Your assignment:
What appears from the first line of the records below through the line containing "let mut rows = Vec::new();" must be reproduced verbatim.
Content starts
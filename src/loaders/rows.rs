//! CSV row shapes for the bulk loaders.
//!
//! Every row is parsed and validated before anything is written, so a bad
//! line rejects the whole file.

use csv::{ReaderBuilder, StringRecord, Trim};
use serde::de::DeserializeOwned;
use serde::Deserialize;
use time::{macros::format_description, Date};
use uuid::Uuid;

use super::LoadError;
use crate::activities::{handlers as activity_checks, repo_types::NewActivity};
use crate::biometrics::{handlers as biometric_checks, repo_types::NewBiometric};
use crate::exercises::{handlers as exercise_checks, repo_types::NewExerciseDefinition};
use crate::recipes::repo_types::NewRecipe;
use crate::users::services::is_valid_email;

/// How a row names its user: by id, or by the (lowercased) email.
#[derive(Debug, Clone, PartialEq, Eq)]
pub enum UserRef {
    Id(Uuid),
    Email(String),
}

/// A record that belongs to a user. `record.user_id` is filled in once
/// `user` has been resolved.
#[derive(Debug, Clone)]
pub struct Owned<T> {
    pub line: u64,
    pub user: UserRef,
    pub record: T,
}

#[derive(Debug, Clone, PartialEq)]
pub struct UserImport {
    pub name: String,
    pub email: String,
    pub weight_goal: Option<String>,
    pub password: Option<String>,
}

#[derive(Debug, Clone)]
pub struct RecipeImport {
    pub line: u64,
    pub source_user: Option<UserRef>,
    pub recipe: NewRecipe,
}

fn invalid(line: u64, message: impl Into<String>) -> LoadError {
    LoadError::InvalidRow {
        line,
        message: message.into(),
    }
}

fn csv_error(e: csv::Error) -> LoadError {
    let line = e.position().map_or(0, |p| p.line());
    invalid(line, e.to_string())
}

/// Header-keyed rows with their line numbers. Fields are trimmed and empty
/// fields read as `None` for optional columns.
fn read_rows<T: DeserializeOwned>(csv: &str) -> Result<Vec<(u64, T)>, LoadError> {
    let mut reader = ReaderBuilder::new()
        .trim(Trim::All)
        .from_reader(csv.as_bytes());
    let headers = reader.headers().map_err(csv_error)?.clone();

    let mut rows = Vec::new();
    let mut record = StringRecord::new();
    while reader.read_record(&mut record).map_err(csv_error)? {
        let line = record.position().map_or(0, |p| p.line());
        let row = record
            .deserialize(Some(&headers))
            .map_err(|e| invalid(line, e.to_string()))?;
        rows.push((line, row));
    }
    Ok(rows)
}

/// `MM/DD/YYYY` as exported by spreadsheets, or ISO `YYYY-MM-DD`.
pub(crate) fn parse_row_date(text: &str) -> Option<Date> {
    let text = text.trim();
    Date::parse(text, format_description!("[month padding:none]/[day padding:none]/[year]"))
        .or_else(|_| Date::parse(text, format_description!("[year]-[month]-[day]")))
        .ok()
}

fn user_ref(id: Option<Uuid>, email: Option<String>) -> Option<UserRef> {
    id.map(UserRef::Id)
        .or_else(|| email.map(|e| UserRef::Email(e.to_lowercase())))
}

#[derive(Debug, Deserialize)]
struct UserRow {
    name: String,
    email: String,
    weight_goal: Option<String>,
    password: Option<String>,
}

pub fn parse_users(csv: &str) -> Result<Vec<UserImport>, LoadError> {
    read_rows::<UserRow>(csv)?
        .into_iter()
        .map(|(line, row)| {
            let email = row.email.to_lowercase();
            if row.name.is_empty() {
                return Err(invalid(line, "name is required"));
            }
            if !is_valid_email(&email) {
                return Err(invalid(line, format!("invalid email {email:?}")));
            }
            Ok(UserImport {
                name: row.name,
                email,
                weight_goal: row.weight_goal,
                password: row.password,
            })
        })
        .collect()
}

pub fn parse_exercise_definitions(csv: &str) -> Result<Vec<NewExerciseDefinition>, LoadError> {
    read_rows::<NewExerciseDefinition>(csv)?
        .into_iter()
        .map(|(line, def)| {
            exercise_checks::validate(&def).map_err(|(_, msg)| invalid(line, msg))?;
            Ok(def)
        })
        .collect()
}

#[derive(Debug, Deserialize)]
struct ActivityRow {
    user_id: Option<Uuid>,
    user_email: Option<String>,
    activity_date: String,
    activity_type: String,
    distance: Option<f64>,
    distance_units: Option<String>,
    #[serde(alias = "duration")]
    time: Option<f64>,
    #[serde(alias = "duration_units")]
    time_units: Option<String>,
    speed: Option<f64>,
    speed_units: Option<String>,
    calories_burned: Option<i32>,
}

pub fn parse_activities(csv: &str) -> Result<Vec<Owned<NewActivity>>, LoadError> {
    read_rows::<ActivityRow>(csv)?
        .into_iter()
        .map(|(line, row)| {
            let user = user_ref(row.user_id, row.user_email)
                .ok_or_else(|| invalid(line, "user_id or user_email is required"))?;
            let activity_date = parse_row_date(&row.activity_date).ok_or_else(|| {
                invalid(line, format!("unrecognised activity_date {:?}", row.activity_date))
            })?;
            let record = NewActivity {
                user_id: Uuid::nil(),
                activity_date,
                activity_type: row.activity_type,
                distance: row.distance,
                distance_units: row.distance_units,
                duration: row.time,
                duration_units: row.time_units,
                speed: row.speed,
                speed_units: row.speed_units,
                calories_burned: row.calories_burned,
            };
            activity_checks::validate(&record).map_err(|(_, msg)| invalid(line, msg))?;
            Ok(Owned { line, user, record })
        })
        .collect()
}

#[derive(Debug, Deserialize)]
struct BiometricRow {
    user_id: Option<Uuid>,
    user_email: Option<String>,
    date: String,
    weight: Option<f64>,
    weight_units: Option<String>,
    avg_hr: Option<i32>,
    high_hr: Option<i32>,
    low_hr: Option<i32>,
    notes: Option<String>,
}

pub fn parse_biometrics(csv: &str) -> Result<Vec<Owned<NewBiometric>>, LoadError> {
    read_rows::<BiometricRow>(csv)?
        .into_iter()
        .map(|(line, row)| {
            let user = user_ref(row.user_id, row.user_email)
                .ok_or_else(|| invalid(line, "user_id or user_email is required"))?;
            let date = parse_row_date(&row.date)
                .ok_or_else(|| invalid(line, format!("unrecognised date {:?}", row.date)))?;
            let record = NewBiometric {
                user_id: Uuid::nil(),
                date,
                weight: row.weight,
                weight_units: row.weight_units,
                avg_hr: row.avg_hr,
                high_hr: row.high_hr,
                low_hr: row.low_hr,
                notes: row.notes,
            };
            biometric_checks::validate(&record).map_err(|(_, msg)| invalid(line, msg))?;
            Ok(Owned { line, user, record })
        })
        .collect()
}

#[derive(Debug, Deserialize)]
struct RecipeRow {
    recipe_name: String,
    recipe_type: Option<String>,
    recipe_source: Option<String>,
    source_user_id: Option<Uuid>,
    source_user_email: Option<String>,
    recipe_url: Option<String>,
    ingredients: Option<String>,
    instructions: Option<String>,
    directions: Option<String>,
    calories: Option<i32>,
    fat: Option<f64>,
    carbs: Option<f64>,
    protein: Option<f64>,
    extra_categories: Option<String>,
}

pub fn parse_recipes(csv: &str) -> Result<Vec<RecipeImport>, LoadError> {
    read_rows::<RecipeRow>(csv)?
        .into_iter()
        .map(|(line, row)| {
            if row.recipe_name.is_empty() {
                return Err(invalid(line, "recipe_name is required"));
            }
            if row.calories.is_some_and(|c| c < 0) {
                return Err(invalid(line, "calories must be non-negative"));
            }
            Ok(RecipeImport {
                line,
                source_user: user_ref(row.source_user_id, row.source_user_email),
                recipe: NewRecipe {
                    recipe_name: row.recipe_name,
                    recipe_type: row.recipe_type,
                    recipe_source: row.recipe_source,
                    source_user_id: None,
                    recipe_url: row.recipe_url,
                    ingredients: row.ingredients,
                    instructions: row.instructions,
                    directions: row.directions,
                    calories: row.calories,
                    fat: row.fat,
                    carbs: row.carbs,
                    protein: row.protein,
                    extra_categories: row.extra_categories,
                },
            })
        })
        .collect()
}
Content ends
Task response:
filename src/loaders/rows.rs
//! CSV row shapes for the bulk loaders.
//!
//! Every row is parsed and validated before anything is written, so a bad
//! line rejects the whole file.

use csv::{ReaderBuilder, StringRecord, Trim};
use serde::de::DeserializeOwned;
use serde::Deserialize;
use time::{macros::format_description, Date};
use uuid::Uuid;

use super::LoadError;
use crate::activities::{handlers as activity_checks, repo_types::NewActivity};
use crate::biometrics::{handlers as biometric_checks, repo_types::NewBiometric};
use crate::exercises::{handlers as exercise_checks, repo_types::NewExerciseDefinition};
use crate::recipes::repo_types::NewRecipe;
use crate::users::services::is_valid_email;

/// How a row names its user: by id, or by the (lowercased) email.
#[derive(Debug, Clone, PartialEq, Eq)]
pub enum UserRef {
    Id(Uuid),
    Email(String),
}

/// A record that belongs to a user. `record.user_id` is filled in once
/// `user` has been resolved.
#[derive(Debug, Clone)]
pub struct Owned<T> {
    pub line: u64,
    pub user: UserRef,
    pub record: T,
}

#[derive(Debug, Clone, PartialEq)]
pub struct UserImport {
    pub name: String,
    pub email: String,
    pub weight_goal: Option<String>,
    pub password: Option<String>,
}

#[derive(Debug, Clone)]
pub struct RecipeImport {
    pub line: u64,
    pub source_user: Option<UserRef>,
    pub recipe: NewRecipe,
}

fn invalid(line: u64, message: impl Into<String>) -> LoadError {
    LoadError::InvalidRow {
        line,
        message: message.into(),
    }
}

fn csv_error(e: csv::Error) -> LoadError {
    let line = e.position().map_or(0, |p| p.line());
    invalid(line, e.to_string())
}

/// Header-keyed rows with their line numbers. Fields are trimmed and empty
/// fields read as `None` for optional columns.
fn read_rows<T: DeserializeOwned>(csv: &str) -> Result<Vec<(u64, T)>, LoadError> {
    let mut reader = ReaderBuilder::new()
        .trim(Trim::All)
        .from_reader(csv.as_bytes());
    let headers = reader.headers().map_err(csv_error)?.clone();

    let mut rows = Vec::new();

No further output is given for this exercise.